//! CSV draw log files.

use std::io::{Read, Write};
use std::path::{Path, PathBuf};

use log::debug;
use serde::Deserialize;

use varlab_risk::{DrawKey, DrawLog, DrawRecord};

use crate::error::{FileError, FileResult};

/// Column names, in file order.
pub const HEADER: [&str; 3] = ["sequence", "key", "value"];

// =============================================================================
// CSV DRAW LOG
// =============================================================================

/// CSV record for one draw.
#[derive(Debug, Deserialize)]
struct DrawRow {
    sequence: usize,
    key: String,
    value: f64,
}

/// Writes `log` as CSV with a `sequence,key,value` header.
///
/// Values use the shortest representation that parses back to the same
/// `f64`, so a written log reloads bit for bit.
pub fn write_draw_log<W: Write>(writer: W, log: &DrawLog) -> FileResult<()> {
    let mut csv = csv::Writer::from_writer(writer);
    csv.write_record(HEADER)?;
    for record in log {
        csv.write_record(&[
            record.sequence.to_string(),
            record.key.to_string(),
            record.value.to_string(),
        ])?;
    }
    csv.flush()?;
    Ok(())
}

/// Reads a CSV draw log written by [`write_draw_log`].
///
/// # Errors
///
/// - `Format` for a wrong header or a malformed key
/// - `Csv` for unparseable rows
/// - `Risk` if sequence numbers are not contiguous from zero
pub fn read_draw_log<R: Read>(reader: R) -> FileResult<DrawLog> {
    let mut csv = csv::Reader::from_reader(reader);
    let headers = csv.headers()?;
    if headers.iter().ne(HEADER) {
        let found = headers.iter().collect::<Vec<_>>().join(",");
        return Err(FileError::format(
            1,
            format!("expected header {}, got {found}", HEADER.join(",")),
        ));
    }

    let mut records = Vec::new();
    for (index, row) in csv.deserialize::<DrawRow>().enumerate() {
        let row = row?;
        let line = index + 2;
        let key: DrawKey = row
            .key
            .parse()
            .map_err(|e: varlab_risk::RiskError| FileError::format(line, e.to_string()))?;
        records.push(DrawRecord {
            sequence: row.sequence,
            key,
            value: row.value,
        });
    }

    Ok(DrawLog::from_records(records)?)
}

/// A draw log stored at a fixed path.
///
/// # Example
///
/// ```rust,no_run
/// use varlab_ext_file::DrawLogFile;
/// use varlab_risk::{DrawKey, DrawProvider};
///
/// let mut recorder = DrawProvider::recording(1);
/// recorder.next_uniform(DrawKey::new(0, 0, 0)).unwrap();
///
/// let file = DrawLogFile::new("draws.csv");
/// file.write(recorder.log().unwrap()).unwrap();
/// let replay = DrawProvider::replaying(file.read().unwrap()).unwrap();
/// ```
#[derive(Debug, Clone)]
pub struct DrawLogFile {
    file_path: PathBuf,
}

impl DrawLogFile {
    /// Creates a handle for `file_path`; nothing is touched until read or write.
    pub fn new(file_path: impl AsRef<Path>) -> Self {
        Self {
            file_path: file_path.as_ref().to_path_buf(),
        }
    }

    /// The file location.
    pub fn path(&self) -> &Path {
        &self.file_path
    }

    /// Returns true if the file exists.
    pub fn exists(&self) -> bool {
        self.file_path.exists()
    }

    /// Writes `log`, replacing any existing file.
    pub fn write(&self, log: &DrawLog) -> FileResult<()> {
        let file = std::fs::File::create(&self.file_path)?;
        write_draw_log(std::io::BufWriter::new(file), log)?;
        debug!("wrote {} draws to {}", log.len(), self.file_path.display());
        Ok(())
    }

    /// Reads the log back.
    pub fn read(&self) -> FileResult<DrawLog> {
        let file = std::fs::File::open(&self.file_path)?;
        let log = read_draw_log(std::io::BufReader::new(file))?;
        debug!("read {} draws from {}", log.len(), self.file_path.display());
        Ok(log)
    }
}

#[cfg(test)]
mod tests {
    use super::*;
    use varlab_risk::DrawProvider;

    fn recorded(n: usize) -> DrawLog {
        let mut provider = DrawProvider::recording(17);
        for i in 0..n {
            provider
                .next_uniform(DrawKey::new(i / 4, 0, (i % 4) as u32))
                .unwrap();
        }
        provider.take_log().unwrap()
    }

    #[test]
    fn test_round_trip_in_memory() {
        let log = recorded(64);
        let mut buf = Vec::new();
        write_draw_log(&mut buf, &log).unwrap();

        let text = String::from_utf8(buf.clone()).unwrap();
        assert!(text.starts_with("sequence,key,value\n0,0:0:0,"));

        let back = read_draw_log(buf.as_slice()).unwrap();
        assert_eq!(back, log);
        for (a, b) in back.iter().zip(&log) {
            assert_eq!(a.value.to_bits(), b.value.to_bits());
        }
    }

    #[test]
    fn test_rejects_bad_header() {
        let text = "seq,key,value\n0,0:0:0,0.5\n";
        assert!(matches!(
            read_draw_log(text.as_bytes()),
            Err(FileError::Format { line: 1, .. })
        ));
    }

    #[test]
    fn test_rejects_bad_key() {
        let text = "sequence,key,value\n0,0-0-0,0.5\n";
        assert!(matches!(
            read_draw_log(text.as_bytes()),
            Err(FileError::Format { line: 2, .. })
        ));
    }

    #[test]
    fn test_rejects_sequence_gap() {
        let text = "sequence,key,value\n0,0:0:0,0.5\n2,0:0:1,0.25\n";
        assert!(matches!(
            read_draw_log(text.as_bytes()),
            Err(FileError::Risk(_))
        ));
    }

    #[test]
    fn test_rejects_unparseable_value() {
        let text = "sequence,key,value\n0,0:0:0,half\n";
        assert!(matches!(read_draw_log(text.as_bytes()), Err(FileError::Csv(_))));
    }

    #[test]
    fn test_empty_log() {
        let mut buf = Vec::new();
        write_draw_log(&mut buf, &DrawLog::new()).unwrap();
        assert!(read_draw_log(buf.as_slice()).unwrap().is_empty());
    }
}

★ ★ ★ ★ ★ ★ ★

## YOUR GOAL
Filter the entries and copy out every line with the word "found".

## TASK RESULT
        let found = headers.iter().collect::<Vec<_>>().join(",");
            format!("expected header {}, got {found}", HEADER.join(",")),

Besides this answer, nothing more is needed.